Re: What about gameplay?

By far the most important point about gameplay is that this is a third person action-adventure, it is absolutely not an isometric-style tactical game like Origins. They've almost sort of pretended to give a tactical view, but on the PC at least it's completely broken to the point of being unplayable. The rest of the game is a pretty decent port; some of the interfaces are obviously designed more for a controller than a mouse, but everything works fine. The tactical view, on the other hand, starts off by slapping a giant glowing, and entirely unremovable, crosshair in the middle of your screen to show where your controller is aiming, apparently completely forgetting that a mouse is a thing at all. The view is zoomed in to the top of your character's head and cannot be zoomed out further, meaning you need to use third person mode to actually see anything, the camera controls are virtually non-existent, and you can't give group orders or actually select anything; it's basically just third person mode with a broken camera.

On the plus side, as a third person game that lets you control and swap between a group, it's great. But if you liked DA:O and want another game like that, you're sadly out of luck. It's more tactical than most - you can still pause to give orders, positioning matters more than ever since not only can thieves still flank and backstab, but shields only protect from the front and are far more effective than before when used properly. The lack of healing allows more party options (no more mandatory Wynne), and also requires deciding when to press on with exploring and when to head back to base (with fast travel, so not too much mindless trudging around) - and enemies respawn, so if you're too low level for an area you can't just grind away and slowly wear your way through.

There's sadly less customisation. Characters aren't locked into unique equipment only for them (other than Varrick and his crossbow), but almost all weapons and armour are locked to a specific class; no more mages running around with swords in heavy armour. On the other hand, there seems to be no actual difference between light, medium and heavy armour anyway; they all have basically the same armour values and differ only on the bonuses they get. Seems a bit of a wasted opportunity really.
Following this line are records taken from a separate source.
impl DisplayThread {
    fn init(events: Sender<PlatformEvent>) -> BackendResult<Self> {
        let mut glfw = glfw::init(glfw::fail_on_errors)
            .map_err(|err| BackendError::InitializationFailed(format!("{err:?}")))?;

        // The window system creates its own graphics surfaces
        glfw.window_hint(glfw::WindowHint::ClientApi(glfw::ClientApiHint::NoApi));
        glfw.window_hint(glfw::WindowHint::Resizable(true));

        let monitor_events = events.clone();
        glfw.set_monitor_callback(move |monitor: glfw::Monitor, event: glfw::MonitorEvent| {
            let name = monitor.get_name().unwrap_or_default();
            let event = match event {
                glfw::MonitorEvent::Connected => PlatformEvent::OutputConnected { name },
                glfw::MonitorEvent::Disconnected => PlatformEvent::OutputDisconnected { name },
            };
            let _ = monitor_events.send(event);
        });

        Ok(Self {
            glfw,
            windows: HashMap::new(),
            surfaces: HashMap::new(),
            pending_modes: HashMap::new(),
            next_id: 0,
            events,
            running: true,
        })
    }

    fn run(mut self, jobs: &Receiver<Job>) {
        while self.running {
            match jobs.recv_timeout(POLL_INTERVAL) {
                Ok(job) => job(&mut self),
                Err(RecvTimeoutError::Timeout) => {}
                Err(RecvTimeoutError::Disconnected) => break,
            }
            self.glfw.poll_events();
            self.forward_window_events();
        }
        log::debug!("GLFW display thread exiting");
    }

    fn forward_window_events(&self) {
        for window in self.windows.values() {
            for (_, event) in glfw::flush_messages(&window.events) {
                let event = match event {
                    glfw::WindowEvent::Pos(x, y) => PlatformEvent::WindowMoved { x, y },
                    glfw::WindowEvent::Size(width, height) => PlatformEvent::WindowResized {
                        width: to_unsigned(width),
                        height: to_unsigned(height),
                    },
                    glfw::WindowEvent::CursorEnter(inside) => PlatformEvent::CursorEntered(inside),
                    glfw::WindowEvent::Close => PlatformEvent::CloseRequested,
                    _ => continue,
                };
                if self.events.send(event).is_err() {
                    return;
                }
            }
        }
    }

    fn allocate_id(&mut self) -> u64 {
        self.next_id += 1;
        self.next_id
    }

    fn window(&mut self, window: WindowId) -> BackendResult<&mut NativeWindow> {
        self.windows
            .get_mut(&window.raw())
            .ok_or(BackendError::UnknownWindow(window))
    }

    fn output_count(&mut self) -> usize {
        self.glfw.with_connected_monitors(|_, monitors| monitors.len())
    }

    fn output_name(&mut self, output: usize) -> Option<String> {
        self.glfw
            .with_connected_monitors(|_, monitors| monitors.get(output).and_then(|m| m.get_name()))
    }

    fn video_modes(&mut self, output: usize) -> Vec<DisplayMode> {
        self.glfw.with_connected_monitors(|_, monitors| {
            monitors
                .get(output)
                .map(|monitor| {
                    monitor
                        .get_video_modes()
                        .iter()
                        .map(|mode| to_display_mode(output, mode))
                        .collect()
                })
                .unwrap_or_default()
        })
    }

    fn current_mode(&mut self, output: usize) -> Option<DisplayMode> {
        if let Some(pending) = self.pending_modes.get(&output) {
            return Some(*pending);
        }
        self.glfw.with_connected_monitors(|_, monitors| {
            monitors
                .get(output)
                .and_then(|monitor| monitor.get_video_mode())
                .map(|mode| to_display_mode(output, &mode))
        })
    }

    fn apply_mode(&mut self, mode: &DisplayMode) -> BackendResult<()> {
        if mode.output >= self.output_count() {
            return Err(BackendError::InvalidOutput(mode.output));
        }

        let presenting = self
            .windows
            .iter()
            .find(|(_, window)| window.fullscreen_on == Some(mode.output))
            .map(|(id, _)| *id);
        match presenting {
            Some(window) => self.present_fullscreen(window, mode),
            None => {
                log::debug!("No full-screen window on output {}, keeping {mode} pending", mode.output);
                self.pending_modes.insert(mode.output, *mode);
                Ok(())
            }
        }
    }

    fn present_fullscreen(&mut self, window: u64, mode: &DisplayMode) -> BackendResult<()> {
        let Self { glfw, windows, pending_modes, .. } = self;
        let native = windows
            .get_mut(&window)
            .ok_or(BackendError::UnknownWindow(WindowId::from_raw(window)))?;
        if native.fullscreen_on.is_none() {
            native.windowed = native.geometry();
        }

        glfw.with_connected_monitors(|_, monitors| {
            let monitor = monitors
                .get(mode.output)
                .ok_or(BackendError::InvalidOutput(mode.output))?;
            let monitor: &glfw::Monitor = monitor;
            native.handle.set_monitor(
                glfw::WindowMode::FullScreen(monitor),
                0,
                0,
                mode.width,
                mode.height,
                Some(whole_hz(mode.refresh_rate_hz)),
            );
            Ok(())
        })?;

        native.fullscreen_on = Some(mode.output);
        pending_modes.remove(&mode.output);
        Ok(())
    }

    fn leave_fullscreen(&mut self, window: WindowId) -> BackendResult<()> {
        let native = self.window(window)?;
        let Some(output) = native.fullscreen_on.take() else {
            return Ok(());
        };
        let windowed = native.windowed;
        native.handle.set_monitor(
            glfw::WindowMode::Windowed,
            windowed.x,
            windowed.y,
            windowed.width,
            windowed.height,
            None,
        );
        self.pending_modes.remove(&output);
        Ok(())
    }

    fn create_window(&mut self, descriptor: &WindowDescriptor) -> BackendResult<WindowId> {
        let geometry = descriptor.geometry;
        let origin = self.glfw.with_connected_monitors(|_, monitors| {
            monitors.get(descriptor.output).map(|monitor| monitor.get_pos())
        });
        let Some((origin_x, origin_y)) = origin else {
            return Err(BackendError::InvalidOutput(descriptor.output));
        };

        let (mut handle, events) = self
            .glfw
            .create_window(
                geometry.width,
                geometry.height,
                &descriptor.title,
                glfw::WindowMode::Windowed,
            )
            .ok_or_else(|| BackendError::WindowCreationFailed(descriptor.title.clone()))?;

        handle.set_pos(origin_x + geometry.x, origin_y + geometry.y);
        handle.set_pos_polling(true);
        handle.set_size_polling(true);
        handle.set_close_polling(true);
        handle.set_cursor_enter_polling(true);

        let id = self.allocate_id();
        let mut native = NativeWindow {
            handle,
            events,
            fullscreen_on: None,
            windowed: geometry,
        };
        native.windowed = native.geometry();
        self.windows.insert(id, native);
        Ok(WindowId::from_raw(id))
    }

    fn output_of(&mut self, window: WindowId) -> Option<usize> {
        let Self { glfw, windows, .. } = self;
        let native = windows.get(&window.raw())?;
        if native.fullscreen_on.is_some() {
            return native.fullscreen_on;
        }

        let geometry = native.geometry();
        let center_x = geometry.x.saturating_add(to_signed(geometry.width / 2));
        let center_y = geometry.y.saturating_add(to_signed(geometry.height / 2));
        glfw.with_connected_monitors(|_, monitors| {
            monitors.iter().position(|monitor| {
                let (left, top) = monitor.get_pos();
                monitor.get_video_mode().is_some_and(|mode| {
                    (left..left.saturating_add(to_signed(mode.width))).contains(&center_x)
                        && (top..top.saturating_add(to_signed(mode.height))).contains(&center_y)
                })
            })
        })
    }
}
I haven't played Assassin's Creed or Far Cry, but you do a lot more than just capture forts. Indeed, I've put a good few hours into the game and haven't even found one so far. Power and influence are gained by doing the sort of things you'd pretty much expect - establishing camps and spreading the Inquisition's influence, helping out refugees with food and defence, and so on. It may not be the most original mechanic, but it fits in very well with both story and gameplay - you're not just running random errands for nameless NPCs as in so many RPGs (including DA:O), almost everything you do is something it actually makes sense for your character to be doing.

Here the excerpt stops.